▸ **What you need to do**
After finding the line with "(None, None) =>" in the data below, set down exactly each line through the one with "let mut config", inclusive, and stop there.

▸ **Records supplied**
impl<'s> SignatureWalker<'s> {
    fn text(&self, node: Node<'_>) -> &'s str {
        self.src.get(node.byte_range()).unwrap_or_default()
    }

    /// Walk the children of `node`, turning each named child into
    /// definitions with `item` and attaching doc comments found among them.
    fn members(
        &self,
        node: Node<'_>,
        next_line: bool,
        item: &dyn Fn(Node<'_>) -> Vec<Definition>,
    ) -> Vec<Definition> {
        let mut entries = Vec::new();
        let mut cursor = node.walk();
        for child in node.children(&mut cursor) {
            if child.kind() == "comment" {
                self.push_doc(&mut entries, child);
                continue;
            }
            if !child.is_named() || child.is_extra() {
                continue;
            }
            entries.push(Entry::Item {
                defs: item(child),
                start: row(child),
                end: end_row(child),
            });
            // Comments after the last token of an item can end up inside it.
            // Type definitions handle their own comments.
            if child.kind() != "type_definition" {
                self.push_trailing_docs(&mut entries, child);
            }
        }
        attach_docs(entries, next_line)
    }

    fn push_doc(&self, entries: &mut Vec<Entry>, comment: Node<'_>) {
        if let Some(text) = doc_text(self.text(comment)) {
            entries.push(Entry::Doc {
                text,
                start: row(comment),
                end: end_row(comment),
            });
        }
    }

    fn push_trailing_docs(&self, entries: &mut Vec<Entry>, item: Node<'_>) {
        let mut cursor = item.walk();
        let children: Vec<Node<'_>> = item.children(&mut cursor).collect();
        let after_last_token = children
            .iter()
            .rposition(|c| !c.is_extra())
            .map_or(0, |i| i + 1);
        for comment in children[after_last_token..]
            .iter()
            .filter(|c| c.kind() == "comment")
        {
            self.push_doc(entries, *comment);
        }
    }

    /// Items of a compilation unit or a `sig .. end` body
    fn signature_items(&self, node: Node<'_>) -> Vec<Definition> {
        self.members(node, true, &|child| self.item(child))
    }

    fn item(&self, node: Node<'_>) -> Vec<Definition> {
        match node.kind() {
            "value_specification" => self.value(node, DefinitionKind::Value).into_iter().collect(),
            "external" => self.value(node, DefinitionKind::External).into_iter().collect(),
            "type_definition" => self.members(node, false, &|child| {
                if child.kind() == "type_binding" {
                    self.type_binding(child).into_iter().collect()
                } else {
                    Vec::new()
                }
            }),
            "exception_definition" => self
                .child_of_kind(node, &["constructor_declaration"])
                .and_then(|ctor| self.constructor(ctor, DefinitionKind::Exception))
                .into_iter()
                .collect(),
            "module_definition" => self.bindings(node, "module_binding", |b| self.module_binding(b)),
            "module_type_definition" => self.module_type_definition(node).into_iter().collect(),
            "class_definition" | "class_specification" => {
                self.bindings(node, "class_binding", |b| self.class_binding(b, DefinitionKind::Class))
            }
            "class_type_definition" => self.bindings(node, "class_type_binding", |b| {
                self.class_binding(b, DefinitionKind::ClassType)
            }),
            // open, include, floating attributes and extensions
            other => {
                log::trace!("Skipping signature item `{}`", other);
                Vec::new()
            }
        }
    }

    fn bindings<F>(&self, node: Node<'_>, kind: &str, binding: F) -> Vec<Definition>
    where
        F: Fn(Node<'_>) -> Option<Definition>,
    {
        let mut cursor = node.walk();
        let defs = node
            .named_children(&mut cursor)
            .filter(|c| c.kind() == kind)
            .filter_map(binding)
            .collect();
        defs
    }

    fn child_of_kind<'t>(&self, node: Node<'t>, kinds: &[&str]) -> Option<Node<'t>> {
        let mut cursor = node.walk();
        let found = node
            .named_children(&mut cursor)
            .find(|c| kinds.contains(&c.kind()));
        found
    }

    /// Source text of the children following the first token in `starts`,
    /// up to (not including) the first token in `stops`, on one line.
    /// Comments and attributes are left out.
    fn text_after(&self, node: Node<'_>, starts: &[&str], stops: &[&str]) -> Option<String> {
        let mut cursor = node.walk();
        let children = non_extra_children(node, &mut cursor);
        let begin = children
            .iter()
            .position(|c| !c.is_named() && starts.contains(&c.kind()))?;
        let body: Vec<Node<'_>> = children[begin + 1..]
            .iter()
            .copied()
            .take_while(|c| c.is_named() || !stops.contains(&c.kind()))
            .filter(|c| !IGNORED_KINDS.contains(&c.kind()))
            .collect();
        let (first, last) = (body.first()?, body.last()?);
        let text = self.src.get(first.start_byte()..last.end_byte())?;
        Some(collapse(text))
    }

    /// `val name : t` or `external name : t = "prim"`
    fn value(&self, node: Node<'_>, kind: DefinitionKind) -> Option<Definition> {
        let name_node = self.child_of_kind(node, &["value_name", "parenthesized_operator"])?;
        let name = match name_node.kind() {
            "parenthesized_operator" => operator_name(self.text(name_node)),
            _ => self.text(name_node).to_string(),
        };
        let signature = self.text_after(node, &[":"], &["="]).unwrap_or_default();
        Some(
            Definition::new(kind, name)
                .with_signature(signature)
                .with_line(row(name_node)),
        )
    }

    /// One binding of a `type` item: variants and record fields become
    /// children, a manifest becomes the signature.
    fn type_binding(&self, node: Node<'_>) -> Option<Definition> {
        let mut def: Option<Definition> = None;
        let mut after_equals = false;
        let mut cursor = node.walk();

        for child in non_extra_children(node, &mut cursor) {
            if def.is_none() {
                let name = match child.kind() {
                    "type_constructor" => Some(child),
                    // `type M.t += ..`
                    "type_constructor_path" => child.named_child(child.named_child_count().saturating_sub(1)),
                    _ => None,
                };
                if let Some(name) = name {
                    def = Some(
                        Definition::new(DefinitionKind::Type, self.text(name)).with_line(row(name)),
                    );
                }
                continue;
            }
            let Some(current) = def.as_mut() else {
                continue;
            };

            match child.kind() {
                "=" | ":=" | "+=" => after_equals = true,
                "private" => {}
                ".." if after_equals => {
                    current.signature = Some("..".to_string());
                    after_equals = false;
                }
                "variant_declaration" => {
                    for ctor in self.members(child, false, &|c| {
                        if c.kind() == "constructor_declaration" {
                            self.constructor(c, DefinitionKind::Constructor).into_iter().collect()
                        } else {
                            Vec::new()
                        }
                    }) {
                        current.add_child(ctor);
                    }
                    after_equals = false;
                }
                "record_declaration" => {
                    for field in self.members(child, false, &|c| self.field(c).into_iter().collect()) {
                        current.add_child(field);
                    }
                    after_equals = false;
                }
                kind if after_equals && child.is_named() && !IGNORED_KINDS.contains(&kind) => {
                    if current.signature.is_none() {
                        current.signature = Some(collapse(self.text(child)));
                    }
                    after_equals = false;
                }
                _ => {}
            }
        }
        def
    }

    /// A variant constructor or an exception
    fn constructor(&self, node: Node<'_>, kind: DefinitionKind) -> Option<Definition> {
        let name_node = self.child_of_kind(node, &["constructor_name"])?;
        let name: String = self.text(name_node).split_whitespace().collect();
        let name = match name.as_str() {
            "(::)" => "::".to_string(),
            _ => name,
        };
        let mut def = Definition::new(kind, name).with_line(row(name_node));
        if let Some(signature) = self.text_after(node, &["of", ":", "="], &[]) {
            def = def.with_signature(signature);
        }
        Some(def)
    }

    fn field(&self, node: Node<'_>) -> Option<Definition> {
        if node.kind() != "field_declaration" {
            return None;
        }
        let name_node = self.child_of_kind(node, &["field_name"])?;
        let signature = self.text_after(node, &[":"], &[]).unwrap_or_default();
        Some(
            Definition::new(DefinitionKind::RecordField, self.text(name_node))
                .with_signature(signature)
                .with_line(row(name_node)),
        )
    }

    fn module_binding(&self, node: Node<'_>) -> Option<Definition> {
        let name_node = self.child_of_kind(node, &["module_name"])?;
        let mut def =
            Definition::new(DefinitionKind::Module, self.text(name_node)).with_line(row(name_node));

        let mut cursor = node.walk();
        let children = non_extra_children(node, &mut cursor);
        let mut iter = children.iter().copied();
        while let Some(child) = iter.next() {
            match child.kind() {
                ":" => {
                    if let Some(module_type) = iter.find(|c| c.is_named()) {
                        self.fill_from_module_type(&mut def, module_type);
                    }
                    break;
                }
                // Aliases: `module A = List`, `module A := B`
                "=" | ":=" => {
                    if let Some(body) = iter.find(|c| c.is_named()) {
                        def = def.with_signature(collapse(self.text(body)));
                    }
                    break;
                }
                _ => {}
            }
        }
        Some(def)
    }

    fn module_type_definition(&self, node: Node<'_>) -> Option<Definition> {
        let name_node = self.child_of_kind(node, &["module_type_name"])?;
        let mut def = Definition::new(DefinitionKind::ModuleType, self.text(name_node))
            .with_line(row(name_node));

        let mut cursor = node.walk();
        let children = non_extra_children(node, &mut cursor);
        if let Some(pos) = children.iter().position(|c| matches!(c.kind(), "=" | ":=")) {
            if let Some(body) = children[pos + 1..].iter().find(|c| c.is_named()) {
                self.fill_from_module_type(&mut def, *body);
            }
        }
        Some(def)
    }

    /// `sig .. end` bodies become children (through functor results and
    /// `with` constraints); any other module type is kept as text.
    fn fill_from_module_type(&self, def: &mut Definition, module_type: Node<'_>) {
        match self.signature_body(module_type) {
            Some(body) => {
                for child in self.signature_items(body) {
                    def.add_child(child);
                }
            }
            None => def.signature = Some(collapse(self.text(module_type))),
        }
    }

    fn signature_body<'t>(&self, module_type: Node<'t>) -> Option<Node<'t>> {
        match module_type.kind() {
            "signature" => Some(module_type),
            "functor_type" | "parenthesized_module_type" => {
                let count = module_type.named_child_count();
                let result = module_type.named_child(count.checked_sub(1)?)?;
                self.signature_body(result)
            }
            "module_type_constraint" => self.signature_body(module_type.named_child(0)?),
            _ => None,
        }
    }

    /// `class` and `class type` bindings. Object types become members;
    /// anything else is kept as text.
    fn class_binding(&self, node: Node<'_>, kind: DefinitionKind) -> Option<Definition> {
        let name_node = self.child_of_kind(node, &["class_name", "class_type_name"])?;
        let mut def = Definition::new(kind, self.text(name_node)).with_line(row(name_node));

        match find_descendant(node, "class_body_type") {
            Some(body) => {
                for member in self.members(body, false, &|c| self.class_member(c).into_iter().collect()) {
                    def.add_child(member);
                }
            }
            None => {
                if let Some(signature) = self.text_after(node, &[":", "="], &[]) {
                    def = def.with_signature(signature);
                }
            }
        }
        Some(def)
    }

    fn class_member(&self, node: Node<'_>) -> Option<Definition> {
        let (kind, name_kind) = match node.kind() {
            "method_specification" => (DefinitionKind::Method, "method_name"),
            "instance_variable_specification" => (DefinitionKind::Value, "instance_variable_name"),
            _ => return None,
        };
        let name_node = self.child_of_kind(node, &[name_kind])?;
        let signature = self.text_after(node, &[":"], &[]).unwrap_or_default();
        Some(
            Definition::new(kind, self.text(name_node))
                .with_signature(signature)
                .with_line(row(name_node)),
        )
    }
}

---

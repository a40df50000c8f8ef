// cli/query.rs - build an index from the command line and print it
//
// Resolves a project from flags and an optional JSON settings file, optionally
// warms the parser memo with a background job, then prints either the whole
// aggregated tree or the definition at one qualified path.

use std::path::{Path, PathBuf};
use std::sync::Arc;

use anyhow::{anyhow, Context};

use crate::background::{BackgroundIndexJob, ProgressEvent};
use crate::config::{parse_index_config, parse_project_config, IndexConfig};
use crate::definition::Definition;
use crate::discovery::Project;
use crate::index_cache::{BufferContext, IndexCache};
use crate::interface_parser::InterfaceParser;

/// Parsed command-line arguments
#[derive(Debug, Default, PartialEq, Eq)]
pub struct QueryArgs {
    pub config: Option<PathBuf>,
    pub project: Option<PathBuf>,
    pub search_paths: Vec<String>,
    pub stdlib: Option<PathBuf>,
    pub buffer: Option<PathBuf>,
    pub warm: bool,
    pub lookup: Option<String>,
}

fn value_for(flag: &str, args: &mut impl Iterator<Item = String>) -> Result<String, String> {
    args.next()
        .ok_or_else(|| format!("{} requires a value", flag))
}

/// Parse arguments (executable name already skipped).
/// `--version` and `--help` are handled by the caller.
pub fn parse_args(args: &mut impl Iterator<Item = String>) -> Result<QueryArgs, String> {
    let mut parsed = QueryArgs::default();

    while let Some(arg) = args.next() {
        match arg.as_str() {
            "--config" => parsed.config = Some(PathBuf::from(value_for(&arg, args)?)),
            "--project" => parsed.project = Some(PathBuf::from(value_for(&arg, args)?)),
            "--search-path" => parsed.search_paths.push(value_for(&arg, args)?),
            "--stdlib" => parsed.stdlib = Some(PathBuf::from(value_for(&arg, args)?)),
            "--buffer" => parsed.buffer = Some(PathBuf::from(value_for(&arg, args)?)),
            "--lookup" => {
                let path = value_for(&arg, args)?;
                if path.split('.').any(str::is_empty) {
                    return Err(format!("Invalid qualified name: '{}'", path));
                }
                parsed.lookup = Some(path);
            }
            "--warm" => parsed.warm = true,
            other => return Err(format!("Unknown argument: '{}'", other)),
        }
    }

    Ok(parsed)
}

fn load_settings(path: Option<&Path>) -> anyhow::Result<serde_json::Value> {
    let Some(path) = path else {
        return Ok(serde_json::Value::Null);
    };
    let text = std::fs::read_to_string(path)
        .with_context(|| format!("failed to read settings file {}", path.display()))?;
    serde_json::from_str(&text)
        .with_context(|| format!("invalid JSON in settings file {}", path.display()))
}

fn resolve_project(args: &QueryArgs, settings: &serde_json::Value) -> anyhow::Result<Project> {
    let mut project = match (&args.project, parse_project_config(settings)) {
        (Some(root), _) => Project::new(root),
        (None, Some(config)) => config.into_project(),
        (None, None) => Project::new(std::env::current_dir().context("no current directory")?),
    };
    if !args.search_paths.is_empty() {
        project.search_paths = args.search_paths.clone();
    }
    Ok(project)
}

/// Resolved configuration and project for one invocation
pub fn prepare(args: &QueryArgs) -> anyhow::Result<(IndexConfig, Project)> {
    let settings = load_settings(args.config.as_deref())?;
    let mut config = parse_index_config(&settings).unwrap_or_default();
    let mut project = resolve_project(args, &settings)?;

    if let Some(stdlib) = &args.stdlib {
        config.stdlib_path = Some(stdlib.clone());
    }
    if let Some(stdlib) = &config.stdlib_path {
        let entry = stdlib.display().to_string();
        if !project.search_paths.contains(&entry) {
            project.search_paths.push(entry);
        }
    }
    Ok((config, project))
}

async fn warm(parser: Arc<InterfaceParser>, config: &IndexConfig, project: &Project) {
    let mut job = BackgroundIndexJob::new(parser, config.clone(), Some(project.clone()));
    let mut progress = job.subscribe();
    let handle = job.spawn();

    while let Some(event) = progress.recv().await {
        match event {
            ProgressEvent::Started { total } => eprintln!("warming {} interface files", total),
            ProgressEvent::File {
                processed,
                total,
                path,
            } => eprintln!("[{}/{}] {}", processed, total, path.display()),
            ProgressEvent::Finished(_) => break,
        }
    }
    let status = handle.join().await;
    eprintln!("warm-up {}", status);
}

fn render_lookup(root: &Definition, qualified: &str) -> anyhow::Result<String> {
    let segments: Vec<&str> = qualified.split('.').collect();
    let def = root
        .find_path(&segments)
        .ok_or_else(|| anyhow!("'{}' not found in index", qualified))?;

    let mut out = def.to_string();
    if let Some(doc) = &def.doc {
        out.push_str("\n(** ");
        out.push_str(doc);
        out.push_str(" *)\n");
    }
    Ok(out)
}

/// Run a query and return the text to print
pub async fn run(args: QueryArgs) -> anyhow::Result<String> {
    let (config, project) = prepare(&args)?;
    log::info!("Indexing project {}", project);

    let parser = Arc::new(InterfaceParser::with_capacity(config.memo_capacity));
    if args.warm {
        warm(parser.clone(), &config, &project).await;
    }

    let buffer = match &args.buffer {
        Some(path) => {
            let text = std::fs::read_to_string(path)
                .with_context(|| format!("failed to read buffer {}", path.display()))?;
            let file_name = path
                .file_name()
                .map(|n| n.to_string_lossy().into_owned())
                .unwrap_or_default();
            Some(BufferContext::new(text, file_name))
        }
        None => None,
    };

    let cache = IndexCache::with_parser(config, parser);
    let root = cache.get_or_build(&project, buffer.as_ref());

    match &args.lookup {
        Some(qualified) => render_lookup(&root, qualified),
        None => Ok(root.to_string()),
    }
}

▸ **Solution to this problem**
        (None, None) => Project::new(std::env::current_dir().context("no current directory")?),
    };
    if !args.search_paths.is_empty() {
        project.search_paths = args.search_paths.clone();
    }
    Ok(project)
}

/// Resolved configuration and project for one invocation
pub fn prepare(args: &QueryArgs) -> anyhow::Result<(IndexConfig, Project)> {
    let settings = load_settings(args.config.as_deref())?;
    let mut config = parse_index_config(&settings).unwrap_or_default();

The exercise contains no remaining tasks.